17. According to us, the right to file a revised return of income does not lapse with the issuance of intimation under section 143(1) of the Act. Intimation u/s 143(1) of the Act cannot be said to be a ‘completion of assessment’ and more so, when assessment has subsequently been completed under section 143(3) of the Act. Reliance is placed on the judgment of the Hon’ble Supreme Court in the case CIT v Rajesh Jhaveri Stock Brokers Pvt. Ltd. (2007) 291 ITR 500 (SC) wherein it was held that,

“The expressions ‘intimation’ and ‘assessment order’ have been used at different places. The contextual difference between the two expressions has to be understood in the context the expressions are used. The assessment is used as meaning sometimes ‘the computation of income’, sometimes ‘the determination of the amount of tax payable’ and sometimes ‘the whole procedure laid down in the Act for imposing liability upon the tax payer’. In the scheme of things, as noted above, the intimation under section 143(1)(a) cannot be treated to be an order of assessment.
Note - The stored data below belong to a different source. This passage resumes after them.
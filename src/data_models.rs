use std::collections::HashSet;
use std::fmt;

use serde::{Deserialize, Deserializer, Serialize};
use serde_json::{Map, Value};

use crate::error::SearchError;

/// A trimmed, non-empty search term.
#[derive(Debug, Clone, PartialEq, Eq)]
pub struct Query(String);

impl Query {
    pub fn parse(raw: &str) -> Result<Query, SearchError> {
        let trimmed = raw.trim();
        if trimmed.is_empty() {
            return Err(SearchError::EmptyQuery);
        }
        Ok(Query(trimmed.to_string()))
    }

    pub fn as_str(&self) -> &str {
        &self.0
    }
}

impl fmt::Display for Query {
    fn fmt(&self, f: &mut fmt::Formatter<'_>) -> fmt::Result {
        f.write_str(&self.0)
    }
}

#[derive(Serialize, Deserialize, Debug, Clone, PartialEq)]
pub struct SearchResponse {
    pub query: String,
    pub total_matches: u64,
    pub timestamp: String,
    #[serde(default)]
    pub results: Vec<ResultRow>,
}

impl SearchResponse {
    /// Column names of the first row, in document order.
    pub fn columns(&self) -> Vec<&str> {
        self.results
            .first()
            .map(|row| row.row_data.keys().map(String::as_str).collect())
            .unwrap_or_default()
    }
}

#[derive(Serialize, Deserialize, Debug, Clone, PartialEq)]
pub struct ResultRow {
    pub row_data: Map<String, Value>,
    #[serde(default, deserialize_with = "deserialize_matched_columns")]
    pub matched_columns: HashSet<String>,
}

impl ResultRow {
    pub fn is_match(&self, column: &str) -> bool {
        self.matched_columns.contains(column)
    }

    /// Display text of a cell; missing and null cells are empty.
    pub fn cell_text(&self, column: &str) -> String {
        self.row_data.get(column).map(value_text).unwrap_or_default()
    }
}

// The backend reports matches as `{column: matched_value}`; only the keys matter.
#[derive(Deserialize)]
#[serde(untagged)]
enum MatchedColumns {
    Map(Map<String, Value>),
    List(Vec<String>),
}

fn deserialize_matched_columns<'de, D>(deserializer: D) -> Result<HashSet<String>, D::Error>
where
    D: Deserializer<'de>,
{
    let columns = match Option::<MatchedColumns>::deserialize(deserializer)? {
        Some(MatchedColumns::Map(map)) => map.into_iter().map(|(k, _)| k).collect(),
        Some(MatchedColumns::List(list)) => list.into_iter().collect(),
        None => HashSet::new(),
    };
    Ok(columns)
}

/// Stringifies a scalar cell value the way it is shown in the table.
pub fn value_text(value: &Value) -> String {
    match value {
        Value::Null => String::new(),
        Value::String(s) => s.clone(),
        Value::Bool(b) => b.to_string(),
        Value::Number(n) => match n.as_f64() {
            Some(f) if n.is_f64() => number_text(f),
            _ => n.to_string(),
        },
        other => other.to_string(),
    }
}

/// Formats a float like a browser's `String(number)`: plain decimals for
/// 1e-7 <= |x| < 1e21, exponent form with an explicit sign otherwise.
pub fn number_text(f: f64) -> String {
    if f.is_nan() {
        return "NaN".to_string();
    }
    if f.is_infinite() {
        return if f > 0.0 { "Infinity" } else { "-Infinity" }.to_string();
    }
    if f == 0.0 {
        return "0".to_string();
    }

    // shortest round-trip digits, e.g. "-1.5e-7"
    let sci = format!("{:e}", f.abs());
    let (mantissa, exp) = sci.split_once('e').unwrap_or((sci.as_str(), "0"));
    let exp: i32 = exp.parse().unwrap_or(0);
    let digits: String = mantissa.chars().filter(char::is_ascii_digit).collect();
    let k = digits.len() as i32;
    let n = exp + 1;

    let body = if k <= n && n <= 21 {
        format!("{digits}{}", "0".repeat((n - k) as usize))
    } else if 0 < n && n <= 21 {
        let (int, frac) = digits.split_at(n as usize);
        format!("{int}.{frac}")
    } else if -6 < n && n <= 0 {
        format!("0.{}{digits}", "0".repeat((-n) as usize))
    } else {
        let sign = if n - 1 < 0 { '-' } else { '+' };
        let (first, rest) = digits.split_at(1);
        if rest.is_empty() {
            format!("{first}e{sign}{}", (n - 1).abs())
        } else {
            format!("{first}.{rest}e{sign}{}", (n - 1).abs())
        }
    };

    if f < 0.0 { format!("-{body}") } else { body }
}

#[test]
fn test_query_parse_trims_and_rejects_blank() {
    assert_eq!(Query::parse("  shoe \n").unwrap().as_str(), "shoe");
    assert_eq!(Query::parse(""), Err(SearchError::EmptyQuery));
    assert_eq!(Query::parse(" \t\n "), Err(SearchError::EmptyQuery));
}

#[test]
fn test_value_text() {
    use serde_json::json;

    assert_eq!(value_text(&json!(null)), "");
    assert_eq!(value_text(&json!("Shoe")), "Shoe");
    assert_eq!(value_text(&json!(20)), "20");
    assert_eq!(value_text(&json!(20.0)), "20");
    assert_eq!(value_text(&json!(19.5)), "19.5");
    assert_eq!(value_text(&json!(-3)), "-3");
    assert_eq!(value_text(&json!(true)), "true");
    assert_eq!(value_text(&json!(1e15)), "1000000000000000");
    assert_eq!(value_text(&json!(1e16)), "10000000000000000");
    assert_eq!(value_text(&json!(0.000001)), "0.000001");
    assert_eq!(value_text(&json!(1e21)), "1e+21");
}

#[test]
fn test_number_text_follows_browser_rules() {
    assert_eq!(number_text(123456789012345680000.0), "123456789012345680000");
    assert_eq!(number_text(1.5e21), "1.5e+21");
    assert_eq!(number_text(0.0000001), "1e-7");
    assert_eq!(number_text(1.25e-8), "1.25e-8");
    assert_eq!(number_text(0.00012), "0.00012");
    assert_eq!(number_text(-2.5), "-2.5");
    assert_eq!(number_text(-0.0), "0");
    assert_eq!(number_text(0.1 + 0.2), "0.30000000000000004");
}

#[test]
fn test_matched_columns_accepts_object_and_list() {
    let from_object: ResultRow = serde_json::from_str(
        r#"{"row_data": {"name": "Shoe"}, "matched_columns": {"name": "Shoe"}}"#,
    )
    .unwrap();
    assert!(from_object.is_match("name"));

    let from_list: ResultRow =
        serde_json::from_str(r#"{"row_data": {"name": "Shoe"}, "matched_columns": ["name"]}"#)
            .unwrap();
    assert!(from_list.is_match("name"));

    let missing: ResultRow = serde_json::from_str(r#"{"row_data": {"name": "Shoe"}}"#).unwrap();
    assert!(missing.matched_columns.is_empty());
}
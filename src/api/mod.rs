use axum::{Router, routing::get};
use std::sync::Arc;
use tower_http::trace::TraceLayer;

use crate::client::SearchBackend;
use crate::render::ResultRenderer;

pub mod handlers;
pub mod models;
pub mod shell;

#[derive(Clone)]
pub struct AppState {
    pub backend: Arc<dyn SearchBackend>,
    pub renderer: ResultRenderer,
}

pub fn create_router(state: AppState) -> Router {
    Router::new()
        .route(
            "/",
            get(handlers::index_handler).post(handlers::search_handler),
        )
        .with_state(state)
        .layer(TraceLayer::new_for_http())
}
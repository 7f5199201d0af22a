use dotenvy::dotenv;
use once_cell::sync::Lazy;
use std::env;
use std::str::FromStr;
use std::time::Duration;

use crate::render::Escaping;

pub static CONFIG: Lazy<Config> = Lazy::new(|| {
    dotenv().ok(); // Load .env file if present
    Config {
        search_endpoint: get_env_or_default("SEARCH_ENDPOINT", "http://127.0.0.1:8000"),
        search_path: get_env_or_default("SEARCH_PATH", "/search"),
        timeout: Duration::from_secs(parse_env_or_default("SEARCH_TIMEOUT_SECS", 30)),
        escaping: if parse_env_or_default("ESCAPE_HTML", false) {
            Escaping::Html
        } else {
            Escaping::Raw
        },
        ui_bind: get_env_or_default("UI_BIND", "127.0.0.1:3000"),
    }
});

#[derive(Debug, Clone)]
pub struct Config {
    pub search_endpoint: String,
    pub search_path: String,
    pub timeout: Duration,
    pub escaping: Escaping,
    pub ui_bind: String,
}

fn get_env_or_default(key: &str, default: &str) -> String {
    env::var(key).unwrap_or_else(|_| default.to_string())
}

fn parse_env_or_default<T: FromStr>(key: &str, default: T) -> T {
    match env::var(key) {
        Ok(raw) => raw.trim().to_ascii_lowercase().parse().unwrap_or_else(|_| {
            log::warn!("ignoring unparseable value for {key}: {raw:?}");
            default
        }),
        Err(_) => default,
    }
}

#[test]
fn test_parse_env_or_default_falls_back() {
    let timeout: u64 = parse_env_or_default("TABLESEARCH_TEST_UNSET_VARIABLE", 30);
    assert_eq!(timeout, 30);
    let escape: bool = parse_env_or_default("TABLESEARCH_TEST_UNSET_VARIABLE", false);
    assert!(!escape);
}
18. The Hon’ble Calcutta High Court in Coates of India Ltd. v. Deputy CIT [1995] 214 ITR 498 (Cal) held that where the order under section 143(1)(a) is followed by a regular assessment under section 143(3), the order under section 143(1)(a), in so far as it is contrary to the regular assessment under section 143(3) ceases to be executable and becomes ineffective. Further, in Himgiri Foods Ltd v. CIT /2010} 231 CTR 470 (Gujarat) it was held by the Hon’ble High court of Gujarat that the provision mandates that if after the issuance of intimation, a revised return is furnished by an assessee under sub-section (5) of section 139 it is incumbent upon the Assessing Officer to process the revised return and amend the intimation issued under section 143(1)(a) of the Act on the basis of the revised return. At this stage there is no question of going into the validity of the return filed under section 139(5) of the Act if the revised return is filed within the prescribed period of limitation. An intimation under section 143(1)(a) of the Act cannot be equated with an assessment framed under section 143(3) of the Act and the Assessing Officer cannot refuse to process the revised return and modify the intimation in accordance with section 143(1B) of the Act.

19. Further reliance is also placed on the judgment of the Hon’ble Supreme Court in the case of Dalmia Power Ltd vs ACIT pronounced on 18-12-2019 wherein on identical facts it was held that,

“It is incumbent upon Department to assess total income of successor in respect of previous assessment year after date of succession. Thus, where predecessor companies/transferor companies had been succeeded by appellants/transferee companies who had taken over their business along with all assets, liabilities, profits and losses etc., in view of provisions of section 170(1), Department was required to assess income of appellants after taking into account revised Returns filed after amalgamation of companies”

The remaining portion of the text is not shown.